Each line of the data has to be written out again exactly as shown.

### MATERIAL SHOWN ###

//! Configuration module - persisted user settings
//!
//! This module provides functionality for:
//! - Loading optional settings from ~/.config/nautilus-scripts-manager/config.json
//! - Reading and writing the one-line `editor_path` file
//! - Default values (editor candidates)
//!
//! # Module Structure
//!
//! - `defaults` - All default constant values
//! - `types` - Configuration struct definitions
//! - `loader` - File system loading and saving

mod defaults;
mod loader;
mod types;

pub use defaults::{CONFIG_FILE_NAME, DEFAULT_EDITOR_CANDIDATES, EDITOR_PATH_FILE_NAME};

pub use types::Config;

pub use loader::{
    load_config, load_config_from, load_editor_path, load_editor_path_from, save_editor_path,
    save_editor_path_to,
};

#[cfg(test)]
#[path = "config_tests.rs"]
mod tests;
//! Script loading from the file system

use std::fs;
use std::os::unix::fs::PermissionsExt;
use std::path::Path;

use tracing::{debug, instrument, warn};

use super::permissions::is_user_executable;
use super::types::{EntryKind, ScriptEntry};
use crate::error::{ManagerError, Result};
use crate::setup::ensure_scripts_dir;

/// Reads every entry of the scripts directory, creating the directory first if
/// it is missing. Entries are sorted lexicographically by name.
///
/// Entries whose metadata cannot be read (e.g. a dangling symlink) are still
/// listed as `EntryKind::Other` and reported as not executable.
#[instrument(level = "debug", skip_all, fields(dir = %scripts_dir.display()))]
pub fn read_scripts(scripts_dir: &Path) -> Result<Vec<ScriptEntry>> {
    ensure_scripts_dir(scripts_dir)?;

    let to_error = |source| ManagerError::ScriptsDir {
        path: scripts_dir.to_path_buf(),
        source,
    };

    let mut scripts = Vec::new();
    for entry in fs::read_dir(scripts_dir).map_err(to_error)? {
        let entry = match entry {
            Ok(entry) => entry,
            Err(e) => {
                warn!(error = %e, "Skipping unreadable directory entry");
                continue;
            }
        };

        let path = entry.path();
        let name = entry.file_name().to_string_lossy().into_owned();

        // fs::metadata follows symlinks, matching what chmod will touch
        let (is_executable, kind) = match fs::metadata(&path) {
            Ok(metadata) => {
                let kind = if metadata.is_file() {
                    EntryKind::File
                } else if metadata.is_dir() {
                    EntryKind::Directory
                } else {
                    EntryKind::Other
                };
                (is_user_executable(metadata.permissions().mode()), kind)
            }
            Err(e) => {
                debug!(error = %e, path = %path.display(), "Entry has no readable metadata");
                (false, EntryKind::Other)
            }
        };

        scripts.push(ScriptEntry {
            name,
            path,
            is_executable,
            kind,
        });
    }

    scripts.sort_by(|a, b| a.name.cmp(&b.name));

    debug!(count = scripts.len(), "Loaded scripts");
    Ok(scripts)
}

###

TASK OUTPUT
//! Configuration module - persisted user settings
//!
//! This module provides functionality for:
//! - Loading optional settings from ~/.config/nautilus-scripts-manager/config.json
//! - Reading and writing the one-line `editor_path` file
//! - Default values (editor candidates)
//!
//! # Module Structure
//!
//! - `defaults` - All default constant values
//! - `types` - Configuration struct definitions
//! - `loader` - File system loading and saving

mod defaults;
mod loader;
mod types;

pub use defaults::{CONFIG_FILE_NAME, DEFAULT_EDITOR_CANDIDATES, EDITOR_PATH_FILE_NAME};

pub use types::Config;

pub use loader::{
    load_config, load_config_from, load_editor_path, load_editor_path_from, save_editor_path,
    save_editor_path_to,
};

#[cfg(test)]
#[path = "config_tests.rs"]
mod tests;
//! Script loading from the file system

use std::fs;
use std::os::unix::fs::PermissionsExt;
use std::path::Path;

use tracing::{debug, instrument, warn};

use super::permissions::is_user_executable;
use super::types::{EntryKind, ScriptEntry};
use crate::error::{ManagerError, Result};
use crate::setup::ensure_scripts_dir;

/// Reads every entry of the scripts directory, creating the directory first if
/// it is missing. Entries are sorted lexicographically by name.
///
/// Entries whose metadata cannot be read (e.g. a dangling symlink) are still
/// listed as `EntryKind::Other` and reported as not executable.
#[instrument(level = "debug", skip_all, fields(dir = %scripts_dir.display()))]
pub fn read_scripts(scripts_dir: &Path) -> Result<Vec<ScriptEntry>> {
    ensure_scripts_dir(scripts_dir)?;

    let to_error = |source| ManagerError::ScriptsDir {
        path: scripts_dir.to_path_buf(),
        source,
    };

    let mut scripts = Vec::new();
    for entry in fs::read_dir(scripts_dir).map_err(to_error)? {
        let entry = match entry {
            Ok(entry) => entry,
            Err(e) => {
                warn!(error = %e, "Skipping unreadable directory entry");
                continue;
            }
        };

        let path = entry.path();
        let name = entry.file_name().to_string_lossy().into_owned();

        // fs::metadata follows symlinks, matching what chmod will touch
        let (is_executable, kind) = match fs::metadata(&path) {
            Ok(metadata) => {
                let kind = if metadata.is_file() {
                    EntryKind::File
                } else if metadata.is_dir() {
                    EntryKind::Directory
                } else {
                    EntryKind::Other
                };
                (is_user_executable(metadata.permissions().mode()), kind)
            }
            Err(e) => {
                debug!(error = %e, path = %path.display(), "Entry has no readable metadata");
                (false, EntryKind::Other)
            }
        };

        scripts.push(ScriptEntry {
            name,
            path,
            is_executable,
            kind,
        });
    }

    scripts.sort_by(|a, b| a.name.cmp(&b.name));

    debug!(count = scripts.len(), "Loaded scripts");
    Ok(scripts)
}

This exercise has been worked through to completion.